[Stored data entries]
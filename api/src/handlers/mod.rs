//! HTTP handlers
//!
//! Axum request handlers for the API endpoints. Every handler answers with
//! the `{status, message, data, code?}` envelope.

pub mod carts;
pub mod catalog;
pub mod extract;
pub mod notifications;
pub mod orders;
pub mod resources;
pub mod shipments;
pub mod uploads;
pub mod webhooks;

pub use carts::{
    add_cart_item, add_wishlist_item, clear_cart, get_cart, get_wishlist, remove_cart_item,
    remove_wishlist_item, update_cart_item,
};
pub use catalog::{
    get_product, list_products, product_by_slug, product_reviews, products_in_category,
    submit_review,
};
pub use notifications::{mark_notification_read, user_notifications};
pub use orders::{
    delete_order, get_order, list_orders, order_by_invoice, place_order, update_order_status,
    user_orders, validate_coupon,
};
pub use shipments::{
    bulk_create_shipments, courier_balance, create_shipment, sync_all_shipments, sync_shipment,
    track_shipment,
};
pub use uploads::{upload_banner, upload_file};
pub use webhooks::steadfast_webhook;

» **Task to complete**
Reproduce the entries above exactly, starting at their first line and finishing with the line that contains "pub mod webhooks;".

» **Result of this exercise**
filename api/src/handlers/mod.rs
//! HTTP handlers
//!
//! Axum request handlers for the API endpoints. Every handler answers with
//! the `{status, message, data, code?}` envelope.

pub mod carts;
pub mod catalog;
pub mod extract;
pub mod notifications;
pub mod orders;
pub mod resources;
pub mod shipments;
pub mod uploads;
pub mod webhooks;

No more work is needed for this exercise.